> Activity: Please filter the entries for the word "then" and copy every line that has it.

▼

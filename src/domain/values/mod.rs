pub mod provider_kind;
pub mod search_output;
pub mod similarity;
use clap::{Parser, Subcommand};
use std::path::PathBuf;

#[derive(Parser)]
#[command(name = "ragstore", about = "In-memory embedding store with cosine top-k retrieval")]
pub struct Cli {
    #[command(subcommand)]
    pub command: Commands,
}

#[derive(Subcommand)]
pub enum Commands {
    /// Chunk and embed files, then print the chunks closest to a query
    Search {
        query: String,
        /// Plain-text files to index (repeatable)
        #[arg(long = "file", short = 'f', required = true)]
        files: Vec<PathBuf>,
        /// Number of chunks to return
        #[arg(long, short = 'k', default_value = "3")]
        k: usize,
        /// Print matches joined by blank lines instead of a JSON list
        #[arg(long, conflicts_with = "scores")]
        join: bool,
        /// Include similarity scores
        #[arg(long)]
        scores: bool,
    },
    /// Print the embedding of a text as JSON
    Embed {
        text: String,
        /// Embed as a search query instead of as a document
        #[arg(long)]
        query: bool,
    },
    /// Print the chunks a file is split into
    Chunk { file: PathBuf },
    /// Index files once, then answer queries read line by line from stdin
    Repl {
        #[arg(long = "file", short = 'f', required = true)]
        files: Vec<PathBuf>,
        #[arg(long, short = 'k', default_value = "3")]
        k: usize,
    },
}
//! `${{ ... }}` placeholder interpolation.
//!
//! Placeholders resolve against a [`Lookup`] scope (`params.*`, `matrix.*`,
//! `stages.<id>.outputs.*`, `jobs.*`, `release.logical_date`). A string that
//! is exactly one placeholder resolves to the underlying JSON value rather
//! than its string rendering, so templated params keep their types.

use crate::error::UtilityError;
use regex::Regex;
use serde_json::Value;
use std::sync::LazyLock;

static PLACEHOLDER: LazyLock<Regex> =
    LazyLock::new(|| Regex::new(r"\$\{\{\s*([^}]+?)\s*\}\}").expect("placeholder regex"));

/// Resolution scope for placeholder paths.
pub trait Lookup {
    fn lookup(&self, path: &str) -> Option<Value>;
}

impl Lookup for crate::context::VariantContext {
    fn lookup(&self, path: &str) -> Option<Value> {
        crate::context::VariantContext::lookup(self, path)
    }
}

/// True if the string still carries an unresolved placeholder.
pub fn has_placeholder(s: &str) -> bool {
    PLACEHOLDER.is_match(s)
}

/// Interpolate a single string against the scope.
pub fn interpolate_str(input: &str, scope: &dyn Lookup) -> Result<Value, UtilityError> {
    // A lone placeholder keeps the resolved value's type.
    if let Some(caps) = PLACEHOLDER.captures(input) {
        let whole = caps.get(0).map(|m| m.as_str()).unwrap_or_default();
        if whole == input.trim() {
            let path = caps.get(1).map(|m| m.as_str().trim()).unwrap_or_default();
            return scope
                .lookup(path)
                .ok_or_else(|| UtilityError::UnresolvedPlaceholder(path.to_string()));
        }
    } else {
        return Ok(Value::String(input.to_string()));
    }

    let mut rendered = String::with_capacity(input.len());
    let mut last = 0;
    for caps in PLACEHOLDER.captures_iter(input) {
        let Some(whole) = caps.get(0) else { continue };
        let path = caps.get(1).map(|m| m.as_str().trim()).unwrap_or_default();
        let value = scope
            .lookup(path)
            .ok_or_else(|| UtilityError::UnresolvedPlaceholder(path.to_string()))?;
        rendered.push_str(&input[last..whole.start()]);
        rendered.push_str(&render(&value));
        last = whole.end();
    }
    rendered.push_str(&input[last..]);
    Ok(Value::String(rendered))
}

/// Recursively interpolate every string leaf of a JSON value.
pub fn interpolate_value(value: &Value, scope: &dyn Lookup) -> Result<Value, UtilityError> {
    match value {
        Value::String(s) => interpolate_str(s, scope),
        Value::Array(items) => {
            let mut out = Vec::with_capacity(items.len());
            for item in items {
                out.push(interpolate_value(item, scope)?);
            }
            Ok(Value::Array(out))
        }
        Value::Object(map) => {
            let mut out = serde_json::Map::with_capacity(map.len());
            for (k, v) in map {
                out.insert(k.clone(), interpolate_value(v, scope)?);
            }
            Ok(Value::Object(out))
        }
        other => Ok(other.clone()),
    }
}

fn render(value: &Value) -> String {
    match value {
        Value::String(s) => s.clone(),
        other => other.to_string(),
    }
}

▲

> Task solution:
    /// Chunk and embed files, then print the chunks closest to a query
    /// Index files once, then answer queries read line by line from stdin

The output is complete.